Diffuse brain connectivity changes in Charcot-Marie-Tooth type 1a patients: a resting-state functional magnetic resonance imaging study

Background and purpose Changes of brain structure and function have been described in peripheral neuropathies. The aim of our study was to systematically investigate possible modifications of major large-scale brain networks using resting-state functional magnetic resonance imaging (RS-fMRI) in Charcot-Marie-Tooth disease type 1A (CMT1A) patients. Methods In this cross-sectional study, 3-T MRI brain scans were acquired of right-handed genetically confirmed CMT1A patients and age- and sex-comparable healthy controls. Patients also underwent clinical and electrophysiological examinations assessing neurological impairment.

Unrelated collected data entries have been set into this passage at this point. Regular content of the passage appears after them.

use anyhow::Result;
use serde_json::json;
use std::io::Write;

use transit_normalizer::{
    clean_stop_head_sign, clean_stop_name, clean_trip_headsign, select_direction_head_sign,
    AgencyConfig, AgencyNormalizer, Route, Stop, StopTime, SurfaceAgencyNormalizer, Trip,
};

#[test]
fn records_flow_from_reader_shapes_through_the_normalizer() -> Result<()> {
    let trip: Trip = serde_json::from_value(json!({
        "trip_id": "T1",
        "route_id": "501",
        "direction_id": 0,
        "trip_headsign": "501 Queen to Neville Park via Kingston Rd"
    }))?;

    let normalizer = SurfaceAgencyNormalizer::new(AgencyConfig::default());
    assert!(!normalizer.exclude_trip(&trip));
    assert_eq!(
        normalizer.clean_trip_headsign(trip.headsign_or_default()),
        "Neville Park"
    );
    Ok(())
}

#[test]
fn out_of_service_and_duplicate_records_are_dropped() -> Result<()> {
    let normalizer = SurfaceAgencyNormalizer::new(AgencyConfig::default());

    let trip: Trip = serde_json::from_value(json!({ "trip_headsign": "(Not In Service)" }))?;
    assert!(normalizer.exclude_trip(&trip));

    let stop_time: StopTime = serde_json::from_value(json!({
        "trip_id": "T1",
        "stop_id": "S1",
        "stop_sequence": 4,
        "stop_headsign": "not in service"
    }))?;
    assert!(normalizer.exclude_stop_time(&stop_time));

    let duplicate: Stop = serde_json::from_value(json!({
        "stop_id": "12345",
        "stop_code": "12345"
    }))?;
    assert!(normalizer.exclude_stop(&duplicate));

    let kept: Stop = serde_json::from_value(json!({
        "stop_id": "12345",
        "stop_code": "ABC",
        "stop_name": "MAIN ST. NORTH SIDE"
    }))?;
    assert!(!normalizer.exclude_stop(&kept));
    assert_eq!(normalizer.clean_stop_name(kept.name_or_default()), "Main St North");
    Ok(())
}

#[test]
fn stop_headsigns_lose_their_route_prefix() {
    let route = Route {
        route_long_name: "Main Street".to_string(),
        ..Default::default()
    };
    let cleaned = clean_stop_head_sign(
        &route,
        &Trip::default(),
        &StopTime::default(),
        "12A Main Street - Downtown",
    );
    assert_eq!(cleaned, "Downtown");
}

#[test]
fn cleaning_is_idempotent_across_pipelines() {
    let headsigns = [
        "12A East - 123 to Main Street Station",
        "Downtown - Short Turn",
        "501 Blue Night Queen",
        "KING @ SPADINA",
    ];
    for raw in headsigns {
        let once = clean_trip_headsign(raw);
        assert_eq!(clean_trip_headsign(&once), once, "trip headsign: {raw}");
    }

    let stop_names = ["MAIN ST. NORTH SIDE towards Downtown", "KING ST (EB)"];
    for raw in stop_names {
        let once = clean_stop_name(raw);
        assert_eq!(clean_stop_name(&once), once, "stop name: {raw}");
    }
}

#[test]
fn direction_selection_matches_the_documented_tie_breaks() {
    assert_eq!(
        select_direction_head_sign(Some("L East"), Some("West")).as_deref(),
        Some("West")
    );
    assert_eq!(
        select_direction_head_sign(Some("East"), Some("Main Street Station")).as_deref(),
        Some("East")
    );
    assert_eq!(select_direction_head_sign(Some("East"), Some("West")), None);
    assert_eq!(select_direction_head_sign(Some("Main St"), Some("Main St")), None);
}

#[test]
fn logging_initialization_is_reentrant() {
    transit_normalizer::logging::init_logging();
    // A second call must not panic or replace the global subscriber.
    transit_normalizer::logging::init_logging();
}

#[test]
fn config_profile_feeds_the_strategy_object() -> Result<()> {
    let mut file = tempfile::NamedTempFile::new()?;
    writeln!(file, "agency_name = \"Metro Transit\"")?;
    writeln!(file, "use_route_short_name_for_route_id = false")?;

    let config = AgencyConfig::load(file.path())?;
    let normalizer = SurfaceAgencyNormalizer::new(config);
    assert_eq!(normalizer.agency_name(), "Metro Transit");
    assert!(!normalizer.use_route_short_name_for_route_id());
    assert!(normalizer.direction_finder_enabled());
    Ok(())
}
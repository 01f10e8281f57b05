use once_cell::sync::Lazy;
use regex::RegexBuilder;
use tracing::warn;

use super::stages;
use super::{CleaningPipeline, CleaningStage};
use crate::domain::{Route, StopTime, Trip};
use crate::patterns;

/// Trip headsigns carry the most boilerplate; the structural and phrase
/// removals run first so the casing and token stages see plain text.
pub static TRIP_HEADSIGN: Lazy<CleaningPipeline> = Lazy::new(|| {
    CleaningPipeline::new(
        "trip_headsign",
        vec![
            CleaningStage::rewrite("structural_trim", &patterns::STRUCTURAL_TRIM),
            CleaningStage::rewrite("extra_fare", &patterns::ENDS_EXTRA_FARE_REQUIRED),
            CleaningStage::rewrite("replacement_bus", &patterns::REPLACEMENT_BUS),
            CleaningStage::rewrite("short_turn", &patterns::SHORT_TURN),
            CleaningStage::rewrite("blue_night", &patterns::BLUE_NIGHT),
            CleaningStage::rewrite("via_clause", &patterns::REMOVE_VIA),
            CleaningStage::transform("capitalize", stages::capitalize_label),
            CleaningStage::transform("mc_case", stages::fix_mc_case),
            CleaningStage::rewrite("at_symbol", &patterns::CLEAN_AT),
            CleaningStage::rewrite("and_symbol", &patterns::CLEAN_AND),
            CleaningStage::transform("street_types", stages::clean_street_types),
            CleaningStage::transform("numbers", stages::clean_numbers),
            CleaningStage::transform("cleanup", stages::clean_label),
        ],
    )
});

pub static STOP_NAME: Lazy<CleaningPipeline> = Lazy::new(|| {
    CleaningPipeline::new(
        "stop_name",
        vec![
            CleaningStage::rewrite("towards_clause", &patterns::ENDS_WITH_TOWARDS),
            CleaningStage::transform("capitalize", stages::capitalize_label),
            CleaningStage::rewrite("at_symbol", &patterns::CLEAN_AT),
            CleaningStage::rewrite("side_word", &patterns::SIDE),
            CleaningStage::rewrite("bounds", &patterns::BOUNDS),
            CleaningStage::transform("mc_case", stages::fix_mc_case),
            CleaningStage::transform("street_types", stages::clean_street_types),
            CleaningStage::transform("numbers", stages::clean_numbers),
            CleaningStage::transform("cleanup", stages::clean_label),
        ],
    )
});

pub static ROUTE_LONG_NAME: Lazy<CleaningPipeline> = Lazy::new(|| {
    CleaningPipeline::new(
        "route_long_name",
        vec![
            CleaningStage::transform("capitalize", stages::capitalize_label),
            CleaningStage::transform("cleanup", stages::clean_label),
        ],
    )
});

/// Canonicalizes a trip headsign.
pub fn clean_trip_headsign(raw: &str) -> String {
    TRIP_HEADSIGN.clean(raw)
}

/// Canonicalizes a stop name.
pub fn clean_stop_name(raw: &str) -> String {
    STOP_NAME.clean(raw)
}

/// Canonicalizes a route long name.
pub fn clean_route_long_name(raw: &str) -> String {
    ROUTE_LONG_NAME.clean(raw)
}

/// Strips the leading route-code / route-long-name prefix from a per-stop
/// headsign, keeping the destination text. The pattern is built per call
/// from the route's long name; with an empty long name it degenerates to
/// the numeric code prefix. Returns the input unchanged when no prefix
/// matches.
pub fn extract_destination(route_long_name: &str, raw: &str) -> String {
    let mut expression = String::from(r"^(?:\d+(?:/\d+)?)?(?:[a-z] )?");
    let route_long_name = route_long_name.trim();
    if !route_long_name.is_empty() {
        let tolerant = regex::escape(route_long_name).replace(' ', r"\s+");
        expression.push_str(&format!(r"(?:\s*{tolerant}\s*)?"));
    }
    match RegexBuilder::new(&expression).case_insensitive(true).build() {
        Ok(prefix) => prefix.replace(raw, "").into_owned(),
        Err(e) => {
            warn!(route_long_name, error = %e, "stop-headsign prefix pattern failed to build");
            raw.to_string()
        }
    }
}

/// Cleans a per-stop headsign: the structural extractor runs first, then
/// the trip-headsign pipeline finishes the label.
pub fn clean_stop_head_sign(route: &Route, _trip: &Trip, _stop_time: &StopTime, raw: &str) -> String {
    let stripped = extract_destination(route.long_name_or_default(), raw);
    TRIP_HEADSIGN.clean(&stripped)
}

RS-fMRI data were analysed using a seed-based approach, with 32 different seeds sampling the main hubs of default mode, sensorimotor, visual, salience (SN), dorsal attention, frontoparietal, language and cerebellar networks. Between-group differences in terms of functional connectivity (FC) with the explored seeds were tested voxelwise, correcting for local grey matter density to account for possible structural abnormalities, whilst the relationship between FC modifications and neurological impairment was investigated using robust correlation analyses. Results Eighteen CMT1A patients (34.0 +/- 11.4 years; M/F 11/7) were enrolled, along with 20 healthy controls (30.1 +/- 10.2 years; M/F 11/9). In the CMT group compared to controls, clusters of increased FC with the visual cortex (P = 0.001), SN (P < 6 x 10(-4)), dorsal attention network (P < 8 x 10(-5)) and language network (P < 7 x 10(-4)) were found, along with a single cluster of reduced FC with the visual cortex in the left lentiform nucleus (P = 10(-6)). A significant correlation emerged between neurophysiological impairment and increased FC with right temporal language areas (r = 0.655,P = 0.006), along with an association between walking ability and increased FC with the left supramarginal gyrus (SN) (r = 0.620,P = 0.006). Conclusions Our data show evidence of diffuse functional reorganization involving multiple large-scale networks in the CMT1A brain, independent of structural modifications and partially correlating with peripheral nerve damage and functional impairment.